Estimated reduction in habitat suitability by the end of this century indicates potential loss of a significant portion of the A. astacus genetic variability, especially in the eastern part of Continental Croatia that may potentially lose populations with high and unique genetic diversity. Minimising such possible losses in the future requires viable A. astacus populations to be established and maintained in ark sites/climate change refugia. Our results exposed an alarming need to prioritise conservation planning and management that will support existing populations and potentially establish new ones in the areas of stable habitat suitability that are expected to sustain A. astacus into the future. Species responses to climate change will depend on their distribution shifts to accommodate climate changes, and/or rely on the adaptation based on the standing genetic variation.

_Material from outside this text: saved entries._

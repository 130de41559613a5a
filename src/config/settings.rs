//! Configuration settings for the servman daemon.

use serde::Deserialize;
use std::path::{Path, PathBuf};

use crate::error::DaemonError;

use super::layout::Layout;

/// Main configuration structure for the daemon.
#[derive(Debug, Clone, Default, Deserialize)]
pub struct Settings {
    #[serde(default)]
    pub http: HttpConfig,
    #[serde(default)]
    pub paths: PathsConfig,
    #[serde(default)]
    pub control: ControlConfig,
    #[serde(default)]
    pub logging: LoggingConfig,
}

/// Management plane listener.
#[derive(Debug, Clone, Deserialize)]
pub struct HttpConfig {
    /// Address to bind.
    #[serde(default = "default_address")]
    pub address: String,
    /// TCP port.
    #[serde(default = "default_port")]
    pub port: u16,
    /// Directory with the operator web UI, relative to the root.
    #[serde(default = "default_http_directory")]
    pub directory: PathBuf,
}

/// Installation layout.
///
/// Relative paths are resolved against `root`.
#[derive(Debug, Clone, Deserialize)]
pub struct PathsConfig {
    /// Installation root.
    #[serde(default = "default_root")]
    pub root: PathBuf,
    /// Persisted instances file.
    #[serde(default = "default_services_file")]
    pub services_file: PathBuf,
    /// Where uploaded packages are staged.
    #[serde(default = "default_staging_dir")]
    pub staging_dir: PathBuf,
    /// Generic service host executed by registered OS services.
    #[serde(default = "default_host_binary")]
    pub host_binary: PathBuf,
    /// Definition directory of the manager itself, skipped during scans.
    #[serde(default = "default_manager_id")]
    pub manager_id: String,
    /// File suffix identifying service modules inside definitions and packages.
    #[serde(default = "default_module_suffix")]
    pub module_suffix: String,
}

/// Service supervisor backend.
#[derive(Debug, Clone, Deserialize)]
pub struct ControlConfig {
    /// "systemd" or "memory".
    #[serde(default = "default_backend")]
    pub backend: String,
    /// Directory receiving generated unit files.
    #[serde(default = "default_unit_dir")]
    pub unit_dir: PathBuf,
    /// Timeout for each supervisor invocation.
    #[serde(default = "default_timeout")]
    pub timeout_seconds: u64,
}

/// Logging configuration.
#[derive(Debug, Clone, Deserialize)]
pub struct LoggingConfig {
    /// Log level (trace, debug, info, warn, error).
    #[serde(default = "default_log_level")]
    pub level: String,
    /// Log format ("pretty" or "json").
    #[serde(default = "default_log_format")]
    pub format: String,
}

// Default value functions
fn default_address() -> String {
    "0.0.0.0".to_string()
}

fn default_port() -> u16 {
    8180
}

fn default_http_directory() -> PathBuf {
    PathBuf::from("http")
}

fn default_root() -> PathBuf {
    PathBuf::from("/opt/servman")
}

fn default_services_file() -> PathBuf {
    PathBuf::from("conf/services.json")
}

fn default_staging_dir() -> PathBuf {
    PathBuf::from("tmp")
}

fn default_host_binary() -> PathBuf {
    PathBuf::from("bin/servman-host")
}

fn default_manager_id() -> String {
    "servman".to_string()
}

fn default_module_suffix() -> String {
    std::env::consts::DLL_SUFFIX.to_string()
}

fn default_backend() -> String {
    "systemd".to_string()
}

fn default_unit_dir() -> PathBuf {
    PathBuf::from("/etc/systemd/system")
}

fn default_timeout() -> u64 {
    60
}

fn default_log_level() -> String {
    "info".to_string()
}

fn default_log_format() -> String {
    "pretty".to_string()
}

impl Default for HttpConfig {
    fn default() -> Self {
        Self {
            address: default_address(),
            port: default_port(),
            directory: default_http_directory(),
        }
    }
}

impl Default for PathsConfig {
    fn default() -> Self {
        Self {
            root: default_root(),
            services_file: default_services_file(),
            staging_dir: default_staging_dir(),
            host_binary: default_host_binary(),
            manager_id: default_manager_id(),
            module_suffix: default_module_suffix(),
        }
    }
}

impl Default for ControlConfig {
    fn default() -> Self {
        Self {
            backend: default_backend(),
            unit_dir: default_unit_dir(),
            timeout_seconds: default_timeout(),
        }
    }
}

impl Default for LoggingConfig {
    fn default() -> Self {
        Self {
            level: default_log_level(),
            format: default_log_format(),
        }
    }
}

impl Settings {
    /// Load settings from a TOML configuration file.
    pub fn load<P: AsRef<Path>>(path: P) -> Result<Self, DaemonError> {
        let path = path.as_ref();
        let content = std::fs::read_to_string(path).map_err(|e| DaemonError::Config {
            message: format!("Failed to read config file '{}': {}", path.display(), e),
        })?;

        Self::parse(&content).map_err(|e| match e {
            DaemonError::Config { message } => DaemonError::Config {
                message: format!("{} ({})", message, path.display()),
            },
            other => other,
        })
    }

    /// Parse and validate settings from TOML text.
    pub fn parse(content: &str) -> Result<Self, DaemonError> {
        let settings: Settings = toml::from_str(content).map_err(|e| DaemonError::Config {
            message: format!("Failed to parse config: {}", e),
        })?;

        settings.validate()?;

        Ok(settings)
    }

    /// Resolved on-disk layout.
    pub fn layout(&self) -> Layout {
        Layout::from_paths(&self.paths)
    }

    /// Directory served as static content.
    pub fn http_directory(&self) -> PathBuf {
        resolve(&self.paths.root, &self.http.directory)
    }

    /// Validate the settings.
    fn validate(&self) -> Result<(), DaemonError> {
        let valid_levels = ["trace", "debug", "info", "warn", "error"];
        if !valid_levels.contains(&self.logging.level.to_lowercase().as_str()) {
            return Err(DaemonError::Config {
                message: format!(
                    "Invalid log level '{}'. Valid levels: {:?}",
                    self.logging.level, valid_levels
                ),
            });
        }

        let valid_formats = ["pretty", "json"];
        if !valid_formats.contains(&self.logging.format.to_lowercase().as_str()) {
            return Err(DaemonError::Config {
                message: format!(
                    "Invalid log format '{}'. Valid formats: {:?}",
                    self.logging.format, valid_formats
                ),
            });
        }

        let valid_backends = ["systemd", "memory"];
        if !valid_backends.contains(&self.control.backend.as_str()) {
            return Err(DaemonError::Config {
                message: format!(
                    "Invalid control backend '{}'. Valid backends: {:?}",
                    self.control.backend, valid_backends
                ),
            });
        }

        if self.http.port == 0 {
            return Err(DaemonError::Config {
                message: "HTTP port must be non-zero".to_string(),
            });
        }

        if self.paths.manager_id.is_empty() || self.paths.module_suffix.is_empty() {
            return Err(DaemonError::Config {
                message: "paths.manager_id and paths.module_suffix must be set".to_string(),
            });
        }

        Ok(())
    }
}

/// Join `path` onto `root` unless it is already absolute.
pub(crate) fn resolve(root: &Path, path: &Path) -> PathBuf {
    if path.is_absolute() {
        path.to_path_buf()
    } else {
        root.join(path)
    }
}

#[cfg(test)]
mod tests {
    use super::*;

    #[test]
    fn test_default_values() {
        assert_eq!(default_port(), 8180);
        assert_eq!(default_log_level(), "info");
        assert_eq!(default_log_format(), "pretty");
        assert_eq!(default_manager_id(), "servman");
    }

    #[test]
    fn test_empty_document_uses_defaults() {
        let settings = Settings::parse("").unwrap();
        assert_eq!(settings.http.address, "0.0.0.0");
        assert_eq!(settings.control.backend, "systemd");
        assert_eq!(settings.paths.root, PathBuf::from("/opt/servman"));
    }

    #[test]
    fn test_relative_paths_resolve_against_root() {
        let settings = Settings::parse(
            r#"
            [http]
            port = 9000
            directory = "web"

            [paths]
            root = "/srv/app"
            services_file = "/var/lib/servman/services.json"
            "#,
        )
        .unwrap();

        assert_eq!(settings.http_directory(), PathBuf::from("/srv/app/web"));
        let layout = settings.layout();
        assert_eq!(
            layout.services_file,
            PathBuf::from("/var/lib/servman/services.json")
        );
        assert_eq!(layout.staging_dir, PathBuf::from("/srv/app/tmp"));
    }

    #[test]
    fn test_invalid_backend_rejected() {
        let result = Settings::parse("[control]\nbackend = \"launchd\"\n");
        assert!(matches!(result, Err(DaemonError::Config { .. })));
    }

    #[test]
    fn test_invalid_log_level_rejected() {
        let result = Settings::parse("[logging]\nlevel = \"loud\"\n");
        assert!(matches!(result, Err(DaemonError::Config { .. })));
    }
}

Keeping in mind low dispersal abilities and isolated populations, we argue that assisted migration and population mixing approaches will be probably needed in the future to enhance the size and genetic diversity of remnant populations in order to maintain the long-term survival of the species30,34,59. Based on our results, we propose several donor populations for future restocking and reintroduction strategies. Namely, populations ILO, KUT, VEL, BAČ and BIJ, contain high and unique genetic diversity both at the mitochondrial and nuclear level, but they are predicted to be lost due to unsuitable habitats in the future. Dispersal as a fundamental behavioural mechanism is of great importance for adaptation and species’ responses to rapidly changing climate26. Strong dispersal limitations, habitat discontinuities and limited gene flow have a major effect on the ability of crayfish populations to withstand climate changes. Thus, assisted migration in climate change refugia seems a logical solution for slowing down genetic diversity erosion, reducing genetic load and the detrimental consequences of inbreeding, but also allows variations in allele frequencies60,61,62.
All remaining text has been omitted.